## WHAT YOU WILL DO
Which lines of the data contain the string "generator"? Copy every one.

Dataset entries

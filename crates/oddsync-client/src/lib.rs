// Library root: re-exports all modules so integration tests and the binary
// can reach the sync engine's public API.

pub mod api;
pub mod connection;
pub mod engine;
pub mod reconcile;
pub mod router;
pub mod store;
pub mod transport;
pub mod visibility;

#[cfg(test)]
mod test_support;
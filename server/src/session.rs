use std::{collections::HashMap, sync::Arc};

use tokio::sync::RwLock;
use uuid::Uuid;

pub const SESSION_COOKIE: &str = "session";

/// Server-side sessions: uuid session id -> logged-in customer email.
/// Held in the app state and injected into handlers, never ambient.
#[derive(Clone, Default)]
pub struct SessionStore {
    sessions: Arc<RwLock<HashMap<String, String>>>,
}

impl SessionStore {
    pub fn new() -> Self {
        Self::default()
    }

    pub async fn create(&self, email: &str) -> String {
        let session_id = Uuid::new_v4().to_string();
        let mut sessions = self.sessions.write().await;
        sessions.insert(session_id.clone(), email.to_string());
        session_id
    }

    pub async fn email_for(&self, session_id: &str) -> Option<String> {
        let sessions = self.sessions.read().await;
        sessions.get(session_id).cloned()
    }

    pub async fn remove(&self, session_id: &str) {
        let mut sessions = self.sessions.write().await;
        sessions.remove(session_id);
    }
}

#[cfg(test)]
mod tests {
    use super::*;

    #[tokio::test]
    async fn create_then_lookup_then_remove() {
        let store = SessionStore::new();

        let sid = store.create("t@x.com").await;
        assert_eq!(store.email_for(&sid).await.as_deref(), Some("t@x.com"));

        store.remove(&sid).await;
        assert_eq!(store.email_for(&sid).await, None);
    }

    #[tokio::test]
    async fn unknown_session_id_yields_nothing() {
        let store = SessionStore::new();
        assert_eq!(store.email_for("not-a-session").await, None);

        // Logging out an unknown session is a no-op.
        store.remove("not-a-session").await;
    }

    #[tokio::test]
    async fn session_ids_are_unique_per_login() {
        let store = SessionStore::new();
        let first = store.create("t@x.com").await;
        let second = store.create("t@x.com").await;
        assert_ne!(first, second);
        assert_eq!(store.email_for(&first).await.as_deref(), Some("t@x.com"));
        assert_eq!(store.email_for(&second).await.as_deref(), Some("t@x.com"));
    }
}
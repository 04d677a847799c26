use dotenv::dotenv;
use std::env;

#[derive(Debug, Clone)]
pub struct Config {
    // Server configuration
    pub server_host: String,
    pub server_port: u16,

    // WebSocket notification port
    pub notify_port: u16,

    // Database configuration
    pub database_url: String,
}

impl Config {
    pub fn from_env() -> Self {
        dotenv().ok();

        let server_host = env::var("SERVER_HOST").unwrap_or_else(|_| "0.0.0.0".to_string());
        let server_port = env::var("SERVER_PORT")
            .unwrap_or_else(|_| "8080".to_string())
            .parse::<u16>()
            .expect("SERVER_PORT must be a valid port number");

        let notify_port = env::var("NOTIFY_PORT")
            .unwrap_or_else(|_| "3000".to_string())
            .parse::<u16>()
            .expect("NOTIFY_PORT must be a valid port number");

        // mode=rwc so a first run creates the database file
        let database_url = env::var("DATABASE_URL")
            .unwrap_or_else(|_| "sqlite://orders.db?mode=rwc".to_string());

        Config {
            server_host,
            server_port,
            notify_port,
            database_url,
        }
    }

    pub fn server_address(&self) -> String {
        format!("{}:{}", self.server_host, self.server_port)
    }

    pub fn notify_address(&self) -> String {
        format!("{}:{}", self.server_host, self.notify_port)
    }
}
use futures_util::{SinkExt, StreamExt};
use serde::{Deserialize, Serialize};
use tokio::{
    net::{TcpListener, TcpStream},
    sync::broadcast,
};
use tokio_websockets::{Message, ServerBuilder};
use tracing::info;

use common::models::CustomerOrder;

pub const EVENT_CAPACITY: usize = 100;

/// Order-change event pushed to every connected viewer. Serializes to the
/// wire as either `{"action":"add"}` or the full updated record.
#[derive(Debug, Clone, PartialEq, Serialize, Deserialize)]
#[serde(untagged)]
pub enum OrderEvent {
    Added {
        action: String,
    },
    Updated {
        id: i64,
        customer_name: String,
        product_name: String,
        status: String,
        email: String,
        updated_at: String,
    },
}

impl OrderEvent {
    pub fn added() -> Self {
        OrderEvent::Added {
            action: "add".to_string(),
        }
    }

    pub fn updated(order: &CustomerOrder) -> Self {
        OrderEvent::Updated {
            id: order.id,
            customer_name: order.customer_name.clone(),
            product_name: order.product_name.clone(),
            status: order.status.clone(),
            email: order.email.clone(),
            updated_at: order.updated_at_display(),
        }
    }
}

pub fn event_channel() -> broadcast::Sender<OrderEvent> {
    let (tx, _rx) = broadcast::channel(EVENT_CAPACITY);
    tx
}

/// Fan-out WebSocket server. Every accepted connection gets its own
/// subscription to the event channel; publish is fire-and-forget, with no
/// per-client state and no replay for clients that reconnect.
pub struct NotifyServer {
    events: broadcast::Sender<OrderEvent>,
}

impl NotifyServer {
    pub fn new(events: broadcast::Sender<OrderEvent>) -> Self {
        Self { events }
    }

    pub async fn start(&self, addr: &str) -> anyhow::Result<()> {
        let listener = TcpListener::bind(addr).await?;
        info!("Notify server listening on {}", addr);

        while let Ok((stream, _)) = listener.accept().await {
            let events = self.events.subscribe();

            tokio::spawn(async move {
                if let Err(e) = handle_connection(stream, events).await {
                    eprintln!("Error handling connection: {}", e);
                }
            });
        }

        Ok(())
    }
}

async fn handle_connection(
    stream: TcpStream,
    mut events: broadcast::Receiver<OrderEvent>,
) -> anyhow::Result<()> {
    let ws_stream = ServerBuilder::new().accept(stream).await?;
    info!("A viewer connected");

    let (mut ws_write, mut ws_read) = ws_stream.split();

    loop {
        tokio::select! {
            event = events.recv() => match event {
                Ok(event) => {
                    let payload = serde_json::to_string(&event)?;
                    if ws_write.send(Message::text(payload)).await.is_err() {
                        break;
                    }
                }
                // A slow viewer that missed events just keeps going; there
                // is no replay.
                Err(broadcast::error::RecvError::Lagged(_)) => continue,
                Err(broadcast::error::RecvError::Closed) => break,
            },
            msg = ws_read.next() => match msg {
                // Clients send no meaningful payloads; reading only
                // notices the close.
                Some(Ok(_)) => continue,
                _ => break,
            },
        }
    }

    info!("A viewer disconnected");
    Ok(())
}
use actix_cors::Cors;
use actix_web::{middleware::Logger, web, App, HttpServer};
use common::db;
use dotenv::dotenv;
use tracing::info;
use tracing_subscriber::EnvFilter;

mod config;
mod notify;
mod pages;
mod routes;
mod session;

use config::Config;
use notify::NotifyServer;
use routes::AppState;
use session::SessionStore;

#[actix_web::main]
async fn main() -> std::io::Result<()> {
    dotenv().ok();
    tracing_subscriber::fmt()
        .with_env_filter(
            EnvFilter::try_from_default_env().unwrap_or_else(|_| EnvFilter::new("info")),
        )
        .init();

    let config = Config::from_env();
    info!("Starting the order tracker");

    let pool = db::establish_connection(&config.database_url).await;
    db::init_schema(&pool).await.expect("Failed to create tables");
    db::seed_if_empty(&pool).await.expect("Failed to seed sample data");

    let events = notify::event_channel();

    let notify_server = NotifyServer::new(events.clone());
    let notify_addr = config.notify_address();
    tokio::spawn(async move {
        if let Err(e) = notify_server.start(&notify_addr).await {
            eprintln!("Notify server error: {}", e);
        }
    });

    let app_state = web::Data::new(AppState {
        pool,
        sessions: SessionStore::new(),
        events,
        notify_port: config.notify_port,
    });

    info!("Starting HTTP server on {}", config.server_address());
    HttpServer::new(move || {
        App::new()
            .app_data(app_state.clone())
            .wrap(Logger::default())
            .wrap(Cors::permissive())
            .service(routes::home)
            .service(routes::login_page)
            .service(routes::login)
            .service(routes::logout)
            .service(routes::customer_dashboard)
            .service(routes::add_page)
            .service(routes::add_order)
            .service(routes::edit_page)
            .service(routes::edit_order)
            .service(routes::health_check)
    })
    .bind(config.server_address())?
    .run()
    .await
}
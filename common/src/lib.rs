pub mod macros;

crate::agg_mod![db, models];
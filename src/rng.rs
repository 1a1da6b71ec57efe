// Copyright 2020 Xavier Gillard
//
// Permission is hereby granted, free of charge, to any person obtaining a copy of
// this software and associated documentation files (the "Software"), to deal in
// the Software without restriction, including without limitation the rights to
// use, copy, modify, merge, publish, distribute, sublicense, and/or sell copies of
// the Software, and to permit persons to whom the Software is furnished to do so,
// subject to the following conditions:
//
// The above copyright notice and this permission notice shall be included in all
// copies or substantial portions of the Software.
//
// THE SOFTWARE IS PROVIDED "AS IS", WITHOUT WARRANTY OF ANY KIND, EXPRESS OR
// IMPLIED, INCLUDING BUT NOT LIMITED TO THE WARRANTIES OF MERCHANTABILITY, FITNESS
// FOR A PARTICULAR PURPOSE AND NONINFRINGEMENT. IN NO EVENT SHALL THE AUTHORS OR
// COPYRIGHT HOLDERS BE LIABLE FOR ANY CLAIM, DAMAGES OR OTHER LIABILITY, WHETHER
// IN AN ACTION OF CONTRACT, TORT OR OTHERWISE, ARISING FROM, OUT OF OR IN
// CONNECTION WITH THE SOFTWARE OR THE USE OR OTHER DEALINGS IN THE SOFTWARE.

//! Each worker-bound inner search owns its own PRNG (spec §4.8/§9). This
//! module provides the `split()` discipline the engine relies on: a fixed
//! parent seed must deterministically determine every descendant's stream,
//! while sibling streams must be statistically independent of one another.
//!
//! We back this with `rand_xoshiro`'s `Xoshiro256PlusPlus`, whose `jump()`
//! and `long_jump()` advance a generator's state by a large fixed power of
//! two steps — the standard technique for carving non-overlapping
//! sub-streams out of one xoshiro instance (the same generator family used
//! elsewhere in this pack, e.g. `SH11235-rshogi`).

use rand::{RngCore, SeedableRng};
use rand_xoshiro::Xoshiro256PlusPlus;

/// A PRNG that can be deterministically split into an independent sibling
/// stream. Adapters own one of these; the engine never reads or writes it
/// directly, but every `split()` on an adapter is expected to call this
/// `split()` too (spec §9, "Random streams").
#[derive(Clone)]
pub struct SplittableRng {
    inner: Xoshiro256PlusPlus,
}

impl SplittableRng {
    /// Seeds a fresh stream from a 64-bit seed.
    pub fn from_seed(seed: u64) -> Self {
        SplittableRng { inner: Xoshiro256PlusPlus::seed_from_u64(seed) }
    }

    /// Resets this stream to exactly the state `from_seed(seed)` would have
    /// produced, discarding whatever state (including prior splits) it had
    /// accumulated. Intended for deterministic single-threaded replay of a
    /// previously-parallel run.
    pub fn reseed(&mut self, seed: u64) {
        self.inner = Xoshiro256PlusPlus::seed_from_u64(seed);
    }

    /// Derives an independent sibling stream. The sibling starts where
    /// `self` currently is; `self` is then jumped ahead by a large fixed
    /// offset so that the two streams never produce overlapping
    /// sub-sequences for any practically reachable run length.
    pub fn split(&mut self) -> Self {
        let child = self.inner.clone();
        self.inner.long_jump();
        SplittableRng { inner: child }
    }
}

impl RngCore for SplittableRng {
    fn next_u32(&mut self) -> u32 {
        self.inner.next_u32()
    }
    fn next_u64(&mut self) -> u64 {
        self.inner.next_u64()
    }
    fn fill_bytes(&mut self, dest: &mut [u8]) {
        self.inner.fill_bytes(dest)
    }
    fn try_fill_bytes(&mut self, dest: &mut [u8]) -> Result<(), rand::Error> {
        self.inner.try_fill_bytes(dest)
    }
}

## OUTPUT OF THE EXERCISE
//! and `long_jump()` advance a generator's state by a large fixed power of
//! sub-streams out of one xoshiro instance (the same generator family used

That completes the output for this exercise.